= Alberic II of Dammartin =

Count of Dammartin (died 1183)

Alberic II (died 1183) was the Count of Dammartin, possibly the son of Aubry de Mello, Count of Dammartin, and Adela, daughter of Hugh I, Count of Dammartin.

What little is known for sure about Alberic II is confounded by the preponderance of noblemen of the same name in both France and England. What is known is that he married Clémence of Bar, daughter of Reginald I "One-Eyed", Count of Bar, one of the leaders of the Second Crusade, and Gisèle de Vaudémont, daughter of Gerard I, Count of Vaudémont.
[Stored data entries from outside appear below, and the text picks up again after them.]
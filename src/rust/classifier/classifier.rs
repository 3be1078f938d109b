use std::fs::File;
use std::io::{BufRead, BufReader, Cursor, Seek};
use std::path::Path;
use std::sync::Arc;
use image::{DynamicImage, ImageReader};
use log::{debug, warn};
use serde::{Serialize, Serializer};

use super::backend::InferenceBackend;
use super::error::ClassifierError;
use super::labels::LabelDictionary;
use super::preprocess::preprocess;
use super::ranking::{rank_scores, ranked_prefix};

/// One ranked entry of a classification.
///
/// `confidence` keeps full precision for comparisons. The reported form,
/// both [`formatted_confidence`](Self::formatted_confidence) and the serde
/// representation, is rounded to two decimals:
///
/// ```json
/// {"label": "golden retriever", "confidence": "0.78"}
/// ```
#[derive(Debug, Clone, PartialEq, Serialize)]
pub struct Classification {
    pub label: String,
    #[serde(serialize_with = "serialize_confidence")]
    pub confidence: f32,
}

impl Classification {
    pub fn new(label: impl Into<String>, confidence: f32) -> Self {
        Self {
            label: label.into(),
            confidence,
        }
    }

    /// Confidence as text with two decimal places.
    pub fn formatted_confidence(&self) -> String {
        format!("{:.2}", self.confidence)
    }
}

fn serialize_confidence<S: Serializer>(
    confidence: &f32,
    serializer: S,
) -> Result<S::Ok, S::Error> {
    serializer.serialize_str(&format!("{:.2}", confidence))
}

/// Ranked classifications, highest confidence first.
pub type ClassificationResult = Vec<Classification>;

/// An image classifier bound to one loaded model and its label dictionary.
///
/// This is the model handle: it is built once at startup, is read-only
/// afterwards, and is passed by reference to whatever needs inference.
///
/// # Thread Safety
///
/// `Classifier` is `Send + Sync`. The ONNX Runtime session evaluates with
/// shared access, so one handle can be shared through `Arc`. Other backends
/// must uphold the same guarantee through the `InferenceBackend` bounds.
///
/// ```no_run
/// # fn main() -> Result<(), Box<dyn std::error::Error>> {
/// use image_classifier::Classifier;
///
/// let classifier = Classifier::load("model.ort", "dict.txt")?;
/// for result in classifier.classify_file("dog.jpg", Some(0.25))? {
///     println!("{}: {}", result.label, result.formatted_confidence());
/// }
/// # Ok(())
/// # }
/// ```
#[derive(Debug)]
pub struct Classifier {
    pub model_path: Option<String>,
    labels: Arc<LabelDictionary>,
    backend: Box<dyn InferenceBackend>,
    default_min_confidence: Option<f32>,
}

// Compile-time verification of thread-safety
const _: () = {
    fn assert_send_sync<T: Send + Sync>() {}
    fn verify_thread_safety() {
        assert_send_sync::<Classifier>();
    }
};

impl Classifier {
    /// Creates a new ClassifierBuilder for fluent construction
    pub fn builder() -> super::builder::ClassifierBuilder {
        super::builder::ClassifierBuilder::new()
    }

    /// Loads a model and its label dictionary with the default runtime settings.
    ///
    /// # Errors
    /// - `ModelLoadError` if either file is missing, unreadable or malformed
    pub fn load<M: AsRef<Path>, L: AsRef<Path>>(
        model_path: M,
        label_path: L,
    ) -> Result<Self, ClassifierError> {
        Self::builder()
            .with_model(model_path)?
            .with_labels(label_path)?
            .build()
    }

    /// Binds a label dictionary to an already constructed backend.
    ///
    /// # Errors
    /// - `ModelLoadError` if the backend declares a class count that differs
    ///   from the number of labels
    pub fn from_backend(
        labels: LabelDictionary,
        backend: Box<dyn InferenceBackend>,
    ) -> Result<Self, ClassifierError> {
        if let Some(classes) = backend.output_len() {
            if classes != labels.len() {
                return Err(ClassifierError::ModelLoadError(format!(
                    "Model declares {} classes but the label dictionary has {} labels",
                    classes,
                    labels.len()
                )));
            }
        }
        Ok(Self {
            model_path: None,
            labels: Arc::new(labels),
            backend,
            default_min_confidence: None,
        })
    }

    /// Sets the threshold returned by [`default_min_confidence`](Self::default_min_confidence).
    ///
    /// # Errors
    /// - `ValidationError` if the value is not within `[0, 1]`
    pub fn with_default_min_confidence(
        mut self,
        min_confidence: Option<f32>,
    ) -> Result<Self, ClassifierError> {
        validate_threshold(min_confidence)?;
        self.default_min_confidence = min_confidence;
        Ok(self)
    }

    /// The confidence cut-off configured for this model, if any.
    ///
    /// `classify*` calls take their threshold explicitly; pass this value to
    /// apply the configured one:
    ///
    /// ```no_run
    /// # fn main() -> Result<(), Box<dyn std::error::Error>> {
    /// use image_classifier::{Classifier, ClassifierConfig};
    ///
    /// let config = ClassifierConfig::new("model.ort", "dict.txt").with_min_confidence(0.25);
    /// let classifier = Classifier::builder().with_config(&config)?.build()?;
    /// let results = classifier.classify_file("dog.jpg", classifier.default_min_confidence())?;
    /// # Ok(())
    /// # }
    /// ```
    pub fn default_min_confidence(&self) -> Option<f32> {
        self.default_min_confidence
    }

    /// Returns information about the loaded model
    pub fn info(&self) -> super::ClassifierInfo {
        let spec = self.backend.input_spec();
        super::ClassifierInfo {
            model_path: self.model_path.clone(),
            num_classes: self.labels.len(),
            input_height: spec.height,
            input_width: spec.width,
            floating_model: spec.is_floating(),
            layout: spec.layout,
        }
    }

    /// The label dictionary, shareable for reads.
    pub fn labels(&self) -> Arc<LabelDictionary> {
        Arc::clone(&self.labels)
    }

    /// Classifies a decoded image.
    ///
    /// # Arguments
    /// * `image` - Any decoded image; it is converted to RGB and resized to the
    ///   model input
    /// * `min_confidence` - Stop at the first ranked entry below this value;
    ///   `None` keeps all classes
    ///
    /// # Returns
    /// Classifications sorted by descending confidence. Equal scores keep
    /// ascending class order. The list is empty when the best class is already
    /// below the threshold.
    ///
    /// # Errors
    /// - `ValidationError` if `min_confidence` is not a finite value in `[0, 1]`
    /// - `InferenceError` if the forward pass fails or the number of scores
    ///   differs from the number of labels
    pub fn classify(
        &self,
        image: &DynamicImage,
        min_confidence: Option<f32>,
    ) -> Result<ClassificationResult, ClassifierError> {
        validate_threshold(min_confidence)?;

        let spec = self.backend.input_spec();
        let input = preprocess(image, spec);
        debug!("Running inference on tensor {:?}", input.shape());
        let scores = self.backend.run(input)?;

        if scores.len() != self.labels.len() {
            warn!(
                "Model produced {} scores for {} labels",
                scores.len(),
                self.labels.len()
            );
            return Err(ClassifierError::InferenceError(format!(
                "Model produced {} scores but the label dictionary has {} labels",
                scores.len(),
                self.labels.len()
            )));
        }

        let order = rank_scores(&scores);
        ranked_prefix(&scores, &order, spec.is_floating(), min_confidence)
            .map(|(index, confidence)| {
                self.labels
                    .get(index)
                    .map(|label| Classification::new(label, confidence))
                    .ok_or_else(|| {
                        ClassifierError::InferenceError(format!(
                            "No label for class index {}",
                            index
                        ))
                    })
            })
            .collect()
    }

    /// Decodes an in-memory image (any supported raster format) and classifies it.
    ///
    /// # Errors
    /// - `ImageDecodeError` if the bytes are not a decodable image
    /// - Forwards all errors from [`classify`](Self::classify)
    pub fn classify_bytes(
        &self,
        bytes: &[u8],
        min_confidence: Option<f32>,
    ) -> Result<ClassificationResult, ClassifierError> {
        self.classify_reader(Cursor::new(bytes), min_confidence)
    }

    /// Reads, decodes and classifies an image file.
    ///
    /// # Errors
    /// - `ImageDecodeError` if the file cannot be opened or decoded
    /// - Forwards all errors from [`classify`](Self::classify)
    pub fn classify_file<P: AsRef<Path>>(
        &self,
        path: P,
        min_confidence: Option<f32>,
    ) -> Result<ClassificationResult, ClassifierError> {
        let path = path.as_ref();
        let file = File::open(path).map_err(|e| {
            ClassifierError::ImageDecodeError(format!("Failed to open {}: {}", path.display(), e))
        })?;
        self.classify_reader(BufReader::new(file), min_confidence)
    }

    /// Decodes an image from a seekable reader and classifies it.
    ///
    /// The format is guessed from the content.
    pub fn classify_reader<R: BufRead + Seek>(
        &self,
        reader: R,
        min_confidence: Option<f32>,
    ) -> Result<ClassificationResult, ClassifierError> {
        // a bad threshold is reported without decoding the image first
        validate_threshold(min_confidence)?;
        let image = decode(reader)?;
        self.classify(&image, min_confidence)
    }
}

fn decode<R: BufRead + Seek>(reader: R) -> Result<DynamicImage, ClassifierError> {
    let reader = ImageReader::new(reader)
        .with_guessed_format()
        .map_err(|e| ClassifierError::ImageDecodeError(format!("Failed to read image: {}", e)))?;
    if reader.format().is_none() {
        return Err(ClassifierError::ImageDecodeError("Unrecognized image format".into()));
    }
    Ok(reader.decode()?)
}

fn validate_threshold(min_confidence: Option<f32>) -> Result<(), ClassifierError> {
    match min_confidence {
        Some(t) if !(0.0..=1.0).contains(&t) => Err(ClassifierError::ValidationError(format!(
            "Minimum confidence must be within [0, 1], got {}",
            t
        ))),
        _ => Ok(()),
    }
}

#[cfg(test)]
mod tests {
    use super::*;

    #[test]
    fn test_formatted_confidence() {
        assert_eq!(Classification::new("a", 200.0 / 255.0).formatted_confidence(), "0.78");
        assert_eq!(Classification::new("a", 1.0).formatted_confidence(), "1.00");
        assert_eq!(Classification::new("a", 0.0).formatted_confidence(), "0.00");
    }

    #[test]
    fn test_serialized_form() {
        let json = serde_json::to_string(&Classification::new("sea lion", 0.4567)).unwrap();
        assert_eq!(json, r#"{"label":"sea lion","confidence":"0.46"}"#);
    }

    #[test]
    fn test_threshold_validation() {
        assert!(validate_threshold(None).is_ok());
        assert!(validate_threshold(Some(0.0)).is_ok());
        assert!(validate_threshold(Some(1.0)).is_ok());
        assert!(matches!(
            validate_threshold(Some(1.5)),
            Err(ClassifierError::ValidationError(_))
        ));
        assert!(matches!(
            validate_threshold(Some(-0.1)),
            Err(ClassifierError::ValidationError(_))
        ));
        assert!(matches!(
            validate_threshold(Some(f32::NAN)),
            Err(ClassifierError::ValidationError(_))
        ));
    }

    #[derive(Debug)]
    struct Constant(crate::InputSpec);

    impl InferenceBackend for Constant {
        fn input_spec(&self) -> &crate::InputSpec {
            &self.0
        }

        fn run(&self, _input: crate::InputTensor) -> Result<Vec<f32>, ClassifierError> {
            Ok(vec![0.5])
        }
    }

    fn constant_classifier() -> Classifier {
        let spec = crate::InputSpec::new(2, 2, crate::InputElementType::Float32);
        Classifier::from_backend(LabelDictionary::parse("only"), Box::new(Constant(spec))).unwrap()
    }

    #[test]
    fn test_default_min_confidence() {
        let classifier = constant_classifier();
        assert_eq!(classifier.default_min_confidence(), None);

        let classifier = classifier.with_default_min_confidence(Some(0.75)).unwrap();
        assert_eq!(classifier.default_min_confidence(), Some(0.75));

        let result = constant_classifier().with_default_min_confidence(Some(2.0));
        assert!(matches!(result, Err(ClassifierError::ValidationError(_))));
    }

    #[test]
    fn test_bad_threshold_reported_before_decoding() {
        let result = constant_classifier().classify_bytes(b"not an image", Some(-1.0));
        assert!(matches!(result, Err(ClassifierError::ValidationError(_))));
    }

    #[test]
    fn test_decode_rejects_garbage() {
        let result = decode(Cursor::new(b"not an image at all".as_slice()));
        assert!(matches!(result, Err(ClassifierError::ImageDecodeError(_))));
    }
}
//! An image classifier library running pretrained, optionally quantized,
//! models through ONNX Runtime.
//!
//! A [`Classifier`] is loaded once from a model artifact (`.onnx`, or the
//! precompiled flat-buffer `.ort` format) and a label dictionary with one
//! class name per line. Each call converts an image to the model's input
//! tensor, runs one forward pass and returns the classes ranked by confidence.
//!
//! # Basic Usage
//!
//! ```no_run
//! # fn main() -> Result<(), Box<dyn std::error::Error>> {
//! use image_classifier::Classifier;
//!
//! let classifier = Classifier::builder()
//!     .with_model("models/mobilenet/model.ort")?
//!     .with_labels("models/mobilenet/dict.txt")?
//!     .build()?;
//!
//! for result in classifier.classify_file("dog.jpg", Some(0.25))? {
//!     println!("{}: {}", result.label, result.formatted_confidence());
//! }
//! # Ok(())
//! # }
//! ```
//!
//! # Errors
//!
//! Failures are reported as [`ClassifierError`], one variant per kind:
//! `ModelLoadError` at startup, `ImageDecodeError` for a bad image (the
//! caller can skip it and go on), `InferenceError` when the model output and
//! the label dictionary disagree.
//!
//! # Thread Safety
//!
//! The classifier is thread-safe and can be shared across threads using `Arc`:
//!
//! ```no_run
//! # fn main() -> Result<(), Box<dyn std::error::Error>> {
//! use image_classifier::Classifier;
//! use std::sync::Arc;
//! use std::thread;
//!
//! let classifier = Arc::new(Classifier::load("model.ort", "dict.txt")?);
//!
//! let mut handles = vec![];
//! for path in ["a.jpg", "b.png"] {
//!     let classifier = Arc::clone(&classifier);
//!     handles.push(thread::spawn(move || classifier.classify_file(path, None)));
//! }
//!
//! for handle in handles {
//!     let _ = handle.join();
//! }
//! # Ok(())
//! # }
//! ```

pub mod classifier;
mod runtime;
pub mod model_manager;

pub use classifier::{
    Classification, ClassificationResult, Classifier, ClassifierBuilder, ClassifierConfig,
    ClassifierError, ClassifierInfo, InferenceBackend, InputElementType, InputSpec, InputTensor,
    LabelDictionary, OrtBackend, TensorLayout,
};
pub use runtime::{RuntimeConfig, create_session_builder};
pub use model_manager::{ModelManager, ModelError, ModelInfo};

pub fn init_logger() {
    env_logger::init();
}
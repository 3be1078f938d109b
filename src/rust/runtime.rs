use ort::session::builder::{GraphOptimizationLevel, SessionBuilder};
use ort::session::Session;
use std::sync::OnceLock;

use crate::classifier::ClassifierError;

static INIT: OnceLock<Result<(), String>> = OnceLock::new();

/// Settings for ONNX Runtime session creation.
#[derive(Debug)]
pub struct RuntimeConfig {
    pub inter_threads: usize,
    pub intra_threads: usize,
    pub optimization_level: GraphOptimizationLevel,
}

impl Default for RuntimeConfig {
    fn default() -> Self {
        Self {
            inter_threads: 0, // Let ONNX Runtime decide
            intra_threads: 0, // Let ONNX Runtime decide
            optimization_level: GraphOptimizationLevel::Level3,
        }
    }
}

impl Clone for RuntimeConfig {
    fn clone(&self) -> Self {
        Self {
            inter_threads: self.inter_threads,
            intra_threads: self.intra_threads,
            optimization_level: copy_level(&self.optimization_level),
        }
    }
}

impl RuntimeConfig {
    /// Uses `threads` intra-op threads, leaving everything else at its default.
    pub fn with_threads(threads: usize) -> Self {
        Self {
            intra_threads: threads,
            ..Self::default()
        }
    }
}

// GraphOptimizationLevel is neither Clone nor Copy
fn copy_level(level: &GraphOptimizationLevel) -> GraphOptimizationLevel {
    match level {
        GraphOptimizationLevel::Level1 => GraphOptimizationLevel::Level1,
        GraphOptimizationLevel::Level2 => GraphOptimizationLevel::Level2,
        GraphOptimizationLevel::Level3 => GraphOptimizationLevel::Level3,
        GraphOptimizationLevel::Disable => GraphOptimizationLevel::Disable,
    }
}

fn init_onnx_environment() -> ort::Result<()> {
    ort::init()
        .with_name("image-classifier")
        .commit()?;
    Ok(())
}

/// Initializes the process-wide ONNX Runtime environment once.
///
/// Later calls return the outcome of the first attempt.
pub fn ensure_initialized() -> Result<(), ClassifierError> {
    INIT.get_or_init(|| init_onnx_environment().map_err(|e| e.to_string()))
        .clone()
        .map_err(|e| {
            ClassifierError::ModelLoadError(format!(
                "Failed to initialize ONNX Runtime environment: {}",
                e
            ))
        })
}

pub fn create_session_builder(config: &RuntimeConfig) -> Result<SessionBuilder, ClassifierError> {
    ensure_initialized()?;
    let mut builder = Session::builder()?;

    // Configure threading
    if config.inter_threads > 0 {
        builder = builder.with_inter_threads(config.inter_threads)?;
    }
    if config.intra_threads > 0 {
        builder = builder.with_intra_threads(config.intra_threads)?;
    }

    builder = builder.with_optimization_level(copy_level(&config.optimization_level))?;

    Ok(builder)
}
Alberic and Clémence had one son:
- Alberic III, Count of Dammartin.

Alberic II was succeeded by his son Alberic III as Count of Dammartin upon his death.

The discussion in Aubry, Count of Dammartin, provides some insight into how Alberic III came to claim the countship. Further complicating the genealogy, Clémence, widowed, married Renaud II, Count of Clermont-en-Beauvaisis, her second husband and his second wife. Renaud and his first wife, Adelaide, Countess of Vermandois, were the parents of Mathilde, wife of Alberic III.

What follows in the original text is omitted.